Otherwise he wouldn’t have brought back Griffin Mill, star of his 1988 novel THE PLAYER, for another go-round in the sequel. And a lot has changed in Hollywood, exemplified by one throwaway line in RETURN OF THE PLAYER: “box office was down, it would never return” that makes executives quake in their books in real life. The NYT’s David Halfbinger talks to Michael Tolkin about his life in the movies, why he’s gone back to Griffin Mill and the seeming death of the heroic structure that supports most “big” movies of late.
“I don’t think America’s had a good movie made since Abu Ghraib,” Tolkin said, before clarifying that he’s talking about big movies, not the minuscule ones that have met the industry’s quotas for unembarrassing award nominees. “I think it showed that a generation that had been raised on those heroic movies was torturing. National myths die, I don’t think they return. And our national myth is finished, except in a kind of belligerent way.”
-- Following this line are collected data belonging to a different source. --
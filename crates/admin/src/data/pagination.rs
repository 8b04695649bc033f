//! Cursor pages and a back/forward product pager.

use serde::Serialize;
use skincare_admin_core::Product;
use thiserror::Error;
use tokio_util::sync::CancellationToken;

use super::DataAccess;

/// One page of results.
#[derive(Debug, Clone, PartialEq, Serialize)]
#[serde(rename_all = "camelCase")]
pub struct Page<T> {
    pub documents: Vec<T>,
    pub has_next_page: bool,
    /// Id of the last returned document; `None` only for an empty page.
    /// Only meaningful to resume from when `has_next_page` is set.
    pub next_cursor: Option<String>,
}

impl<T> Page<T> {
    #[must_use]
    pub const fn empty() -> Self {
        Self {
            documents: Vec::new(),
            has_next_page: false,
            next_cursor: None,
        }
    }
}

#[derive(Debug, Error, PartialEq, Eq)]
pub enum PagerError {
    /// The load was cancelled; pager state is unchanged.
    #[error("page load cancelled")]
    Cancelled,
}

/// Stateful product browser with previous/next navigation.
///
/// Keeps a stack of the cursors that produced each visited page (the first
/// page has no cursor). A load only updates the pager if its cancellation
/// token is still live once the fetch returns.
#[derive(Debug)]
pub struct ProductPager {
    page_size: usize,
    cursors: Vec<Option<String>>,
    current: Page<Product>,
}

impl ProductPager {
    #[must_use]
    pub const fn new(page_size: usize) -> Self {
        Self {
            page_size,
            cursors: Vec::new(),
            current: Page::empty(),
        }
    }

    /// The most recently loaded page.
    #[must_use]
    pub const fn current(&self) -> &Page<Product> {
        &self.current
    }

    /// 1-based page number, 0 before the first load.
    #[must_use]
    pub fn page_number(&self) -> usize {
        self.cursors.len()
    }

    #[must_use]
    pub fn has_previous(&self) -> bool {
        self.cursors.len() > 1
    }

    #[must_use]
    pub const fn has_next(&self) -> bool {
        self.current.has_next_page
    }

    /// Load (or reload) the first page.
    ///
    /// # Errors
    ///
    /// Returns [`PagerError::Cancelled`] if `token` fires before the page is committed.
    pub async fn first(
        &mut self,
        data: &DataAccess,
        token: &CancellationToken,
    ) -> Result<(), PagerError> {
        let page = self.fetch(data, None, token).await?;
        self.cursors = vec![None];
        self.current = page;
        Ok(())
    }

    /// Advance one page. Returns `false` when there is no next page.
    ///
    /// # Errors
    ///
    /// Returns [`PagerError::Cancelled`] if `token` fires before the page is committed.
    pub async fn next(
        &mut self,
        data: &DataAccess,
        token: &CancellationToken,
    ) -> Result<bool, PagerError> {
        let Some(cursor) = self.current.next_cursor.clone().filter(|_| self.has_next()) else {
            return Ok(false);
        };
        let page = self.fetch(data, Some(cursor.clone()), token).await?;
        self.cursors.push(Some(cursor));
        self.current = page;
        Ok(true)
    }

    /// Go back one page. Returns `false` on the first page.
    ///
    /// # Errors
    ///
    /// Returns [`PagerError::Cancelled`] if `token` fires before the page is committed.
    pub async fn previous(
        &mut self,
        data: &DataAccess,
        token: &CancellationToken,
    ) -> Result<bool, PagerError> {
        if !self.has_previous() {
            return Ok(false);
        }
        let cursor = self
            .cursors
            .get(self.cursors.len() - 2)
            .cloned()
            .flatten();
        let page = self.fetch(data, cursor, token).await?;
        self.cursors.pop();
        self.current = page;
        Ok(true)
    }

    async fn fetch(
        &self,
        data: &DataAccess,
        cursor: Option<String>,
        token: &CancellationToken,
    ) -> Result<Page<Product>, PagerError> {
        let page = tokio::select! {
            () = token.cancelled() => return Err(PagerError::Cancelled),
            page = data.list_products_page(self.page_size, cursor.as_deref()) => page,
        };
        if token.is_cancelled() {
            return Err(PagerError::Cancelled);
        }
        Ok(page)
    }
}

#[cfg(test)]
#[allow(clippy::unwrap_used)]
mod tests {
    use super::*;
    use crate::store::{ConnectionManager, MemoryConnector, MemoryStore};
    use skincare_admin_core::{FieldValue, Fields};
    use std::sync::Arc;

    fn seeded(count: usize) -> DataAccess {
        let store = Arc::new(MemoryStore::new());
        for i in 0..count {
            let fields = Fields::from([("商品名".to_string(), FieldValue::from(format!("P{i}")))]);
            store.insert(&format!("products/p{i:02}"), fields).unwrap();
        }
        let connector = MemoryConnector::new(store);
        DataAccess::new(Arc::new(ConnectionManager::new(Arc::new(connector))))
    }

    fn ids(pager: &ProductPager) -> Vec<String> {
        pager
            .current()
            .documents
            .iter()
            .map(|p| p.id.clone())
            .collect()
    }

    #[tokio::test]
    async fn test_forward_and_back() {
        let data = seeded(5);
        let token = CancellationToken::new();
        let mut pager = ProductPager::new(2);

        pager.first(&data, &token).await.unwrap();
        assert_eq!(ids(&pager), vec!["p00", "p01"]);
        assert!(!pager.has_previous());

        assert!(pager.next(&data, &token).await.unwrap());
        assert!(pager.next(&data, &token).await.unwrap());
        assert_eq!(ids(&pager), vec!["p04"]);
        assert_eq!(pager.page_number(), 3);
        assert!(!pager.next(&data, &token).await.unwrap());

        assert!(pager.previous(&data, &token).await.unwrap());
        assert_eq!(ids(&pager), vec!["p02", "p03"]);
        assert!(pager.previous(&data, &token).await.unwrap());
        assert_eq!(ids(&pager), vec!["p00", "p01"]);
        assert!(!pager.previous(&data, &token).await.unwrap());
    }

    #[tokio::test]
    async fn test_cancelled_load_leaves_state() {
        let data = seeded(3);
        let token = CancellationToken::new();
        let mut pager = ProductPager::new(2);
        pager.first(&data, &token).await.unwrap();

        let cancelled = CancellationToken::new();
        cancelled.cancel();
        assert_eq!(
            pager.next(&data, &cancelled).await,
            Err(PagerError::Cancelled)
        );
        assert_eq!(ids(&pager), vec!["p00", "p01"]);
        assert_eq!(pager.page_number(), 1);
    }
}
So how, then, can Hollywood be a “positive force in nature,” as Tolkin attests? “I do think the movies help bring people together,” he said. “If there was an Arabic cinema that was as good as the Asian cinema, there’d be less tension in the world. I believe that. When the movies were good, America was more popular in the world. The movies showed the world something really powerful, and that vision was so powerful that the movies were restricted, totalitarian regimes tried to keep the movies out because they were so powerful. The American myth is the little tailor that could, the yeoman who can grow up to be president, the humble log cabin leads to the emancipation of the slaves. That’s the most threatening idea in the world.”